Come la pandemia e la paura della gente hanno influito sulle nostre emozioni più intime? … in primis paura della malattia e timore del prossimo come potenziale veicolo del virus, con conseguente allontanamento e disabitudine all’incontro. L’impatto iniziale ai limiti di fobia dell’ignoto per i più si è lentamente trasformato in più concreta paura della malattia e dell’isolamento, alcuni però già predisposti in tal senso hanno dato sfogo alle proprie ansie e fobie, sostanzialmente isolandosi dal mondo per mesi.

Un effetto collaterale ed opposto della pandemia è la crescente negazione della paura e della difficile realtà da parte di molti, come si è potuto vedere dia comportamenti dei compulsivi della movida e di chi ha iniziato a manifestare nelle piazze contro ogni limitazione sulla base di teorie negazioniste spesso ai limiti della fantascienza.
Lo smart working inizialmente tanto declamato e molto utilizzato a Milano quale effetto ha avuto?
I milanesi che ne avevano la possibilità e si sono mossi per tempo si sono trasferiti nelle seconde case, al mare o in montagna, da lì continuando le proprie attività lavorative in remoto quando le connessioni telefoniche e internet lo consentivano, per l’invidia di chi era rimasto in città e la soddisfazione di chi ne era beneficiario.
Molte famiglie però sono rimaste divise per settimane o mesi per l’improvvisa attivazione di blocchi ai trasferimenti tra regioni. Genitori e figli che si parlavano via Zoom o Whatsapp in mancanza di alternative.
Questo con il tempo ha fatto capire come le abitudini potevano cambiare e come si può immaginare una diversa organizzazione di lavoro e di vita, meno incontri e presenze dal vivo, più contatti da remoto. Così si sono svuotati gli uffici e di conseguenza negozi e pubblici esercizi non più alimentati da un flusso costante di presenze, tra residenti e turisti. La chiusura temporanea o definitiva di molti esercizi commerciali ne è una delle conseguenze più evidenti.

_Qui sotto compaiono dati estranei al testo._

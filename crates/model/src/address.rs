//! Hardware address mapping
//!
//! Maps tags to physical addresses on a target. The same map feeds the
//! address validator and the wire-protocol register surface.

use std::fmt;

use indexmap::IndexMap;
use serde::{Deserialize, Serialize};

use crate::tag::TagId;

/// Addressable region on a target.
#[derive(Debug, Clone, Copy, PartialEq, Eq, Hash, Serialize, Deserialize)]
pub enum Region {
    /// Physical inputs; read-only from the program's point of view.
    Input,
    /// Physical outputs.
    Output,
    /// General-purpose registers.
    Holding,
}

impl fmt::Display for Region {
    fn fmt(&self, f: &mut fmt::Formatter<'_>) -> fmt::Result {
        let name = match self {
            Region::Input => "input",
            Region::Output => "output",
            Region::Holding => "holding",
        };
        write!(f, "{name}")
    }
}

/// A physical address: region plus index within the region.
#[derive(Debug, Clone, Copy, PartialEq, Eq, Hash, Serialize, Deserialize)]
pub struct HwAddress {
    pub region: Region,
    pub index: u16,
}

impl fmt::Display for HwAddress {
    fn fmt(&self, f: &mut fmt::Formatter<'_>) -> fmt::Result {
        write!(f, "{}:{}", self.region, self.index)
    }
}

/// Tag-to-address map for one target.
#[derive(Debug, Clone, Default, Serialize, Deserialize)]
pub struct AddressMap {
    entries: IndexMap<TagId, HwAddress>,
}

impl AddressMap {
    pub fn new() -> Self {
        Self::default()
    }

    pub fn assign(&mut self, tag: TagId, address: HwAddress) {
        self.entries.insert(tag, address);
    }

    pub fn address_of(&self, tag: TagId) -> Option<HwAddress> {
        self.entries.get(&tag).copied()
    }

    /// Reverse lookup: the tag mapped at an address, if any.
    pub fn tag_at(&self, address: HwAddress) -> Option<TagId> {
        self.entries
            .iter()
            .find(|(_, a)| **a == address)
            .map(|(t, _)| *t)
    }

    pub fn iter(&self) -> impl Iterator<Item = (TagId, HwAddress)> + '_ {
        self.entries.iter().map(|(t, a)| (*t, *a))
    }

    pub fn len(&self) -> usize {
        self.entries.len()
    }

    pub fn is_empty(&self) -> bool {
        self.entries.is_empty()
    }
}
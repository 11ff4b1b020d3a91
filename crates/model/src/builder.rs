//! Program construction
//!
//! Explicit builder replacing scoped-block construction: `begin_rung` /
//! `begin_branch` / `end_branch` / `end_rung`, with structural and kind
//! validation performed at each call. A malformed program never reaches
//! the scan engine.

use crate::address::HwAddress;
use crate::error::{BuildError, BuildResult};
use crate::profile::TargetProfile;
use crate::program::{
    BodyId, Branch, CountDirection, EdgeKind, Element, Expr, Instruction, Operand, Program,
    Rung, TimerKind,
};
use crate::tag::{TagId, TagSet};
use crate::value::{Value, ValueKind};

struct Frame {
    condition: Expr,
    body: BodyId,
    elements: Vec<Element>,
}

/// Builder for a validated [`Program`].
///
/// Tags are declared first (or interleaved); rungs are appended in
/// order. The frame stack tracks the open rung and any open branches;
/// every structural fault is reported at the offending call.
pub struct ProgramBuilder {
    tags: TagSet,
    profile: TargetProfile,
    rungs: Vec<Rung>,
    stack: Vec<Frame>,
    next_body: u32,
}

impl ProgramBuilder {
    pub fn new(profile: TargetProfile) -> Self {
        Self {
            tags: TagSet::new(),
            profile,
            rungs: Vec::new(),
            stack: Vec::new(),
            next_body: 0,
        }
    }

    pub fn tags(&self) -> &TagSet {
        &self.tags
    }

    /// Declare a tag with the kind's default initial value.
    pub fn declare(&mut self, name: &str, kind: ValueKind) -> BuildResult<TagId> {
        self.tags.declare(name, kind)
    }

    /// Declare a tag with an explicit initial value.
    pub fn declare_init(&mut self, name: &str, kind: ValueKind, initial: Value) -> BuildResult<TagId> {
        self.tags.declare_init(name, kind, initial)
    }

    /// Open a rung. Fails if a rung is already open.
    pub fn begin_rung(&mut self, condition: Expr) -> BuildResult<()> {
        if !self.stack.is_empty() {
            return Err(BuildError::RungAlreadyOpen);
        }
        self.check_expr(&condition)?;
        let body = self.alloc_body();
        self.stack.push(Frame {
            condition,
            body,
            elements: Vec::new(),
        });
        Ok(())
    }

    /// Open a branch inside the current rung or branch.
    pub fn begin_branch(&mut self, condition: Expr) -> BuildResult<()> {
        if self.stack.is_empty() {
            return Err(BuildError::NoOpenRung);
        }
        self.check_expr(&condition)?;
        let body = self.alloc_body();
        self.stack.push(Frame {
            condition,
            body,
            elements: Vec::new(),
        });
        Ok(())
    }

    /// Close the innermost branch, attaching it at its textual position
    /// in the parent body.
    pub fn end_branch(&mut self) -> BuildResult<()> {
        if self.stack.len() < 2 {
            return Err(BuildError::NoOpenBranch);
        }
        let frame = self.stack.pop().ok_or(BuildError::NoOpenBranch)?;
        let branch = Branch {
            condition: frame.condition,
            body: frame.body,
            elements: frame.elements,
        };
        self.current()?.elements.push(Element::Branch(branch));
        Ok(())
    }

    /// Close the open rung. All branches must be closed first.
    pub fn end_rung(&mut self) -> BuildResult<()> {
        match self.stack.len() {
            0 => Err(BuildError::NoOpenRung),
            1 => {
                let frame = self.stack.pop().ok_or(BuildError::NoOpenRung)?;
                self.rungs.push(Rung {
                    condition: frame.condition,
                    body: frame.body,
                    elements: frame.elements,
                });
                Ok(())
            }
            n => Err(BuildError::UnclosedBranch(n - 1)),
        }
    }

    /// Append a validated instruction to the open body.
    pub fn instruction(&mut self, instruction: Instruction) -> BuildResult<()> {
        self.check_instruction(&instruction)?;
        self.current()?
            .elements
            .push(Element::Instruction(instruction));
        Ok(())
    }

    pub fn out(&mut self, tag: TagId) -> BuildResult<()> {
        self.instruction(Instruction::Out { tag })
    }

    pub fn latch(&mut self, tag: TagId) -> BuildResult<()> {
        self.instruction(Instruction::Latch { tag })
    }

    pub fn reset(&mut self, tag: TagId) -> BuildResult<()> {
        self.instruction(Instruction::Reset { tag })
    }

    pub fn write(&mut self, tag: TagId, value: Operand) -> BuildResult<()> {
        self.instruction(Instruction::Write { tag, value })
    }

    pub fn timer(&mut self, tag: TagId, preset: u64, kind: TimerKind) -> BuildResult<()> {
        self.instruction(Instruction::Timer { tag, preset, kind })
    }

    pub fn counter(
        &mut self,
        tag: TagId,
        preset: u64,
        edge: EdgeKind,
        direction: CountDirection,
    ) -> BuildResult<()> {
        self.instruction(Instruction::Counter {
            tag,
            preset,
            edge,
            direction,
        })
    }

    pub fn send(&mut self, tag: TagId, address: HwAddress) -> BuildResult<()> {
        self.instruction(Instruction::Send { tag, address })
    }

    pub fn receive(&mut self, tag: TagId, address: HwAddress) -> BuildResult<()> {
        self.instruction(Instruction::Receive { tag, address })
    }

    /// Finish construction. Fails if a rung is still open.
    pub fn finish(self) -> BuildResult<Program> {
        if !self.stack.is_empty() {
            return Err(BuildError::UnclosedRung);
        }
        Ok(Program::new(
            self.tags,
            self.rungs,
            self.profile,
            self.next_body,
        ))
    }

    fn alloc_body(&mut self) -> BodyId {
        let id = BodyId(self.next_body);
        self.next_body += 1;
        id
    }

    fn current(&mut self) -> BuildResult<&mut Frame> {
        self.stack.last_mut().ok_or(BuildError::NoOpenRung)
    }

    fn name_of(&self, tag: TagId) -> String {
        self.tags
            .get(tag)
            .map(|d| d.name.clone())
            .unwrap_or_else(|| tag.to_string())
    }

    fn operand_kind(&self, operand: &Operand) -> BuildResult<ValueKind> {
        match operand {
            Operand::Tag(tag) => self.tags.kind_of(*tag),
            Operand::Const(value) => Ok(value.kind()),
        }
    }

    fn check_expr(&self, expr: &Expr) -> BuildResult<()> {
        match expr {
            Expr::Tag(tag) => {
                let kind = self.tags.kind_of(*tag)?;
                if !kind.is_bool() {
                    return Err(BuildError::ConditionNotBool {
                        tag: self.name_of(*tag),
                        found: kind,
                    });
                }
                Ok(())
            }
            Expr::Not(inner) => self.check_expr(inner),
            Expr::All(items) | Expr::Any(items) => {
                for item in items {
                    self.check_expr(item)?;
                }
                Ok(())
            }
            Expr::Cmp { lhs, rhs, .. } => {
                let lk = self.operand_kind(lhs)?;
                let rk = self.operand_kind(rhs)?;
                if lk != rk {
                    return Err(BuildError::ComparisonKindMismatch { lhs: lk, rhs: rk });
                }
                Ok(())
            }
        }
    }

    fn require_bool(&self, instruction: &'static str, tag: TagId) -> BuildResult<()> {
        let kind = self.tags.kind_of(tag)?;
        if !kind.is_bool() {
            return Err(BuildError::BindingKindMismatch {
                instruction,
                tag: self.name_of(tag),
                expected: ValueKind::Bool,
                found: kind,
            });
        }
        Ok(())
    }

    fn check_instruction(&self, instruction: &Instruction) -> BuildResult<()> {
        match instruction {
            Instruction::Out { tag } => self.require_bool("out", *tag),
            Instruction::Latch { tag } => self.require_bool("latch", *tag),
            Instruction::Reset { tag } => self.require_bool("reset", *tag),
            Instruction::Write { tag, value } => {
                let tag_kind = self.tags.kind_of(*tag)?;
                let value_kind = self.operand_kind(value)?;
                if tag_kind != value_kind {
                    return Err(BuildError::KindMismatch {
                        tag: self.name_of(*tag),
                        expected: tag_kind,
                        found: value_kind,
                    });
                }
                Ok(())
            }
            Instruction::Timer { tag, preset, .. } => {
                self.require_bool("timer", *tag)?;
                let max = self.profile.timer_width.max();
                if *preset > max {
                    return Err(BuildError::PresetOutOfRange {
                        instruction: "timer",
                        tag: self.name_of(*tag),
                        preset: *preset,
                        max,
                    });
                }
                Ok(())
            }
            Instruction::Counter { tag, preset, .. } => {
                self.require_bool("counter", *tag)?;
                let max = self.profile.counter_width.max();
                if *preset > max {
                    return Err(BuildError::PresetOutOfRange {
                        instruction: "counter",
                        tag: self.name_of(*tag),
                        preset: *preset,
                        max,
                    });
                }
                Ok(())
            }
            Instruction::Send { tag, .. } | Instruction::Receive { tag, .. } => {
                // Any declared kind can cross the wire; existence is the check.
                self.tags.kind_of(*tag).map(|_| ())
            }
        }
    }
}
//! Relay scan engine
//!
//! Executes one immutable program against one immutable snapshot,
//! producing the next snapshot via the two-phase algorithm: Phase 1
//! evaluates every rung and branch condition against the input snapshot
//! only; Phase 2 applies instruction effects in source order against a
//! single working copy. The engine is stateless between scans; all
//! persistence (latches, timer accumulators, counter state, forces)
//! lives in the snapshot.
//!
//! The [`driver::Driver`] is the caller-facing stepping surface; the
//! engine never advances itself.

pub mod driver;
pub mod error;
pub mod exchange;
pub mod scan;
pub mod snapshot;

pub use driver::{Driver, DriverError, DriverResult, MonitorEvent, MonitorId, RewindPolicy};
pub use error::{Error, Result};
pub use exchange::{Exchange, ExchangeError, NullExchange};
pub use scan::{scan, scan_with_io, Dt, ScanOutcome, ScanReport};
pub use snapshot::{Snapshot, TagState};
//! State snapshots
//!
//! A snapshot is an immutable mapping from tag to value plus per-tag
//! bookkeeping (latch bit, timer accumulator, counter state, one-shot
//! flag, active force). Each scan freezes a new snapshot; unchanged
//! slots share storage with the previous one via `Arc`.

use std::sync::Arc;

use relay_model::{Program, TagId, Value};

use crate::error::{Error, Result};

/// Per-tag state carried across scans.
#[derive(Debug, Clone, PartialEq)]
pub struct TagState {
    /// Instruction-driven value. Shadowed by `force` for all reads.
    pub value: Value,
    /// Sticky latch bit; set by `latch`, cleared only by `reset`.
    pub latched: bool,
    /// Timer accumulator in target time-base counts, width-masked.
    pub timer_accum: u64,
    /// Counter register, width-masked.
    pub counter_count: u64,
    /// Condition state seen by the counter on the previous scan, for
    /// edge detection.
    pub counter_edge: bool,
    /// True only between a value write and the end of that scan.
    pub one_shot_pending: bool,
    /// Persistent external override of the visible value.
    pub force: Option<Value>,
}

impl TagState {
    fn initial(value: Value) -> Self {
        Self {
            value,
            latched: false,
            timer_accum: 0,
            counter_count: 0,
            counter_edge: false,
            one_shot_pending: false,
            force: None,
        }
    }

    /// The externally visible value: the force while one is active,
    /// otherwise the instruction-driven value.
    pub fn visible(&self) -> Value {
        self.force.unwrap_or(self.value)
    }
}

/// An immutable state snapshot, one per scan.
#[derive(Debug, Clone)]
pub struct Snapshot {
    scan: u64,
    slots: Vec<Arc<TagState>>,
}

impl Snapshot {
    /// The time-zero snapshot: every tag at its declared initial value.
    pub fn initial(program: &Program) -> Self {
        let slots = program
            .tags()
            .iter()
            .map(|(_, decl)| Arc::new(TagState::initial(decl.initial)))
            .collect();
        Self { scan: 0, slots }
    }

    /// Index of the scan that produced this snapshot (0 = time zero).
    pub fn scan_index(&self) -> u64 {
        self.scan
    }

    pub fn tag_count(&self) -> usize {
        self.slots.len()
    }

    /// Full per-tag state.
    pub fn state(&self, tag: TagId) -> Result<&TagState> {
        self.slots
            .get(tag.index())
            .map(|s| s.as_ref())
            .ok_or(Error::UndeclaredTag(tag))
    }

    /// The visible value of a tag (forced value while a force is active).
    pub fn read(&self, tag: TagId) -> Result<Value> {
        self.state(tag).map(|s| s.visible())
    }

    /// The instruction-driven value underneath any force. Diagnostic
    /// projection; program logic never reads this.
    pub fn stored(&self, tag: TagId) -> Result<Value> {
        self.state(tag).map(|s| s.value)
    }

    /// Derive an amended snapshot with a force set or cleared. Same scan
    /// index; not a scan.
    pub fn with_force(&self, tag: TagId, force: Option<Value>) -> Result<Snapshot> {
        let mut next = self.clone();
        let slot = next
            .slots
            .get_mut(tag.index())
            .ok_or(Error::UndeclaredTag(tag))?;
        Arc::make_mut(slot).force = force;
        Ok(next)
    }

    /// Tags whose visible value differs from `earlier`, in tag order.
    pub fn changed_from(&self, earlier: &Snapshot) -> Vec<TagId> {
        self.slots
            .iter()
            .zip(earlier.slots.iter())
            .enumerate()
            .filter(|(_, (now, then))| {
                // Shared slots cannot differ.
                !Arc::ptr_eq(now, then) && !now.visible().bits_eq(&then.visible())
            })
            .map(|(i, _)| TagId(i as u32))
            .collect()
    }

    pub(crate) fn working_copy(&self) -> WorkingState {
        WorkingState {
            scan: self.scan,
            slots: self.slots.clone(),
        }
    }
}

/// Mutable working copy used during Phase 2. Starts as the input
/// snapshot, accumulates writes in execution order, freezes into the
/// next snapshot. Never escapes the engine.
#[derive(Debug)]
pub(crate) struct WorkingState {
    scan: u64,
    slots: Vec<Arc<TagState>>,
}

impl WorkingState {
    /// Visible value, identical rule to [`Snapshot::read`]: later
    /// instructions observe earlier writes within the same scan.
    pub fn read(&self, tag: TagId) -> Result<Value> {
        self.slots
            .get(tag.index())
            .map(|s| s.visible())
            .ok_or(Error::UndeclaredTag(tag))
    }

    /// Mutable access to a slot, copying it out of shared storage on
    /// first write.
    pub fn slot_mut(&mut self, tag: TagId) -> Result<&mut TagState> {
        self.slots
            .get_mut(tag.index())
            .map(Arc::make_mut)
            .ok_or(Error::UndeclaredTag(tag))
    }

    /// Apply a one-shot external write (driver patch) before Phase 1.
    pub fn patch(&mut self, tag: TagId, value: Value) -> Result<()> {
        let slot = self.slot_mut(tag)?;
        slot.value = value;
        slot.one_shot_pending = true;
        Ok(())
    }

    /// Freeze into the next immutable snapshot. One-shot flags are
    /// cleared at this boundary, so no emitted snapshot ever carries a
    /// pending flag.
    pub fn freeze(mut self) -> Snapshot {
        for slot in &mut self.slots {
            if slot.one_shot_pending {
                Arc::make_mut(slot).one_shot_pending = false;
            }
        }
        Snapshot {
            scan: self.scan + 1,
            slots: self.slots,
        }
    }
}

Ora anche la preoccupazione del sindaco Sala sugli uffici vuoti, incluse le tanto acclamate torri di recente costruzione in Porta Nuova o Citylife. Conseguenti gli impatti sul mercato immobiliare, oggi ancora in embrione ma che nel lungo termine si faranno sentire: eccesso di uffici disponibili, cambiamenti nella domanda di edilizia residenziale (case con spazi diversi, idonei allo smartworking e alle altre attività casalinghe, possibilmente dotate di terrazzi o giardini dove poter prendere una boccata d’aria), prezzi fermi o in calo.
Si comincia a parlare di possibile deurbanizzazione a favore dei centri minori da parte di chi non è o non sarà più obbligato al pendolarismo giornaliero con la città (a Londra ad oggi solo il 20% è tornato in ufficio).
Presto per trarre delle indicazioni strutturali ma già sono in atto riflessioni su come utilizzare lo smart working anche dopo la pandemia, anche come misura cautelativa in caso di superamento dei limiti di inquinamento dell’aria.
E il dopo? Come sarà Milano al termine della pandemia e come ci arriveranno i suoi cittadini?
Come si modificherà il tessuto urbano una volta ripristinate normali condizioni sanitarie? Si tornerà alla struttura di prima gravitante sul centro o la distribuzione territoriale delle attività lavorative e commerciali si modificherà strutturalmente, con conseguente redistribuzione degli abitanti?
E per quanto riguarda le emozioni ed i comportamenti delle persone, riusciremo a riprendere i fili della nostra vita come prima o, come preconizzano alcuni psicologi e psicoterapeuti più attenti alle evoluzioni in corso, resteranno in molti tracce dei traumi subiti con conseguente maggiore instabilità, incidenza della depressione e difficoltà nelle relazioni con il prossimo?
Questi alcuni degli interrogativi per Milano e i suoi abitanti conseguenti alla pandemia, le cui risposte arriveranno nel tempo, una volta superata l’emergenza sanitaria.